Mechanobiology of Disease
Poster Abstracts
59
46-POS
Board 46
Mechanobiology in DNA Damage Response
Qingsen Li
, Gururaj Kidiyoor, Martin Kosar, Giulia Bastianello, Marco Foiani.
IFOM, Milan, Milano, Italy.
The ATR protein kinase controls the DNA damage response (DDR) [1], with ATM, Chk1 and
Chk2. DDR genes are often mutated in cancer cells and act as an anti-cancer barrier in response
to oncogenic stimuli [2, 3]. ATR is essential and protects the integrity of replicating
chromosomes [4, 5], prevents fragile site expression [6, 7] and aberrant condensation events [6,
8]. The Foiani laboratory recently found that ATR associates with the nuclear envelope during S
phase and prophase and in response to osmotic or mechanical stress [9]. However, the molecular
mechanism and functional relevance of ATR-mediated mechanical response remain unclear.
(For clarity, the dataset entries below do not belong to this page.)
//! An expense tracker for people who pay with both cash and UPI.
//!
//! Users register, log in with a session token and record their expenses.
//! Each expense is paid either in cash or through UPI, and the amount is split
//! into a cash bucket and a UPI bucket so that the two can be totalled
//! separately. The library provides a JSON REST API over a SQLite database
//! covering filtering, summaries against a monthly budget, monthly reports
//! and CSV export.

#![warn(missing_docs)]

use std::{net::SocketAddr, time::Duration};

use axum_server::Handle;
use tokio::signal;

mod app_state;
mod auth;
mod csv_export;
mod database_id;
mod db;
mod error;
mod expense;
mod filter;
mod lifecycle;
mod logging;
mod routes;
pub mod stores;
mod summary;
mod user;

#[cfg(test)]
mod test_utils;

pub use app_state::AppState;
pub use auth::{
    AuthenticatedUser, Claims, Credentials, MAX_USERNAME_LENGTH, PasswordChange, PasswordHash,
    Registration, TOKEN_LIFETIME, TokenCodec, ValidatedPassword, assert_owns, change_password,
    log_in, register, resolve_user,
};
pub use csv_export::{csv_filename, export_expenses_csv};
pub use database_id::{DatabaseId, ExpenseId};
pub use db::initialize as initialize_db;
pub use error::{AuthError, Error, ValidationError};
pub use expense::{
    AmountSplit, Expense, ExpenseDetails, ExpenseInput, MAX_AMOUNT, NewExpense, PaymentMethod,
    derive_amount_split,
};
pub use filter::{FilterCriteria, apply_substring_filters, filter_expenses};
pub use lifecycle::{
    cash_upi_summary, category_summary, create_expense, dashboard_summary, delete_expense,
    distinct_categories, expense_summary, export_csv, get_expense, list_expenses,
    monthly_category_summary, monthly_summary, payment_method_summary, update_budget,
    update_expense,
};
pub use logging::{LOG_BODY_LENGTH_LIMIT, logging_middleware};
pub use routes::build_router;
pub use summary::{
    CashUpiTotals, CategoryTotal, Dashboard, MonthlyTotal, PaymentMethodTotal, Summary,
};
pub use user::{NewUser, User, UserID};

/// An async task that waits for either the ctrl+c or terminate signal, whichever comes first, and
/// then signals the server to shut down gracefully.
///
/// `handle` is a handle to an Axum `Server`.
pub async fn graceful_shutdown(handle: Handle<SocketAddr>) {
    let ctrl_c = async {
        signal::ctrl_c()
            .await
            .expect("failed to install Ctrl+C handler");
    };

    #[cfg(unix)]
    let terminate = async {
        signal::unix::signal(signal::unix::SignalKind::terminate())
            .expect("failed to install signal handler")
            .recv()
            .await;
    };

    #[cfg(not(unix))]
    let terminate = std::future::pending::<()>();

    tokio::select! {
        _ = ctrl_c => {
            tracing::debug!("Received ctrl+c signal.");
            handle.graceful_shutdown(Some(Duration::from_secs(1)));
        },
        _ = terminate => {
            tracing::debug!("Received terminate signal.");
            handle.graceful_shutdown(Some(Duration::from_secs(1)));
        },
    }
}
To
address these questions, we will employ and develop various multidisciplinary approaches
including state-of-the-art Atomic Force Microscopy (AFM), micropatterned protein substrate,
novel microfluidic device and accompanied with advanced molecular biology techniques in
order to quantitatively and systematically explore the ATR mediated mechanotransduction. Our
preliminary results showed that the stiffness of ATR, ATM, CHK1 and mTOR defective cells are
significantly different compared to wild type, which influence cell plasticity and interstitial
migration. Furthermore, AFM experiments revealed that ATR defective cells have compromised
nuclei, which failed to sustain mechanical stress. These and other observations implicate ATR,
ATM and mTOR in the control of genome integrity, nuclear dynamics and cell plasticity and
suggest the existence of an integrated mechanical network involving different PI3-kinases.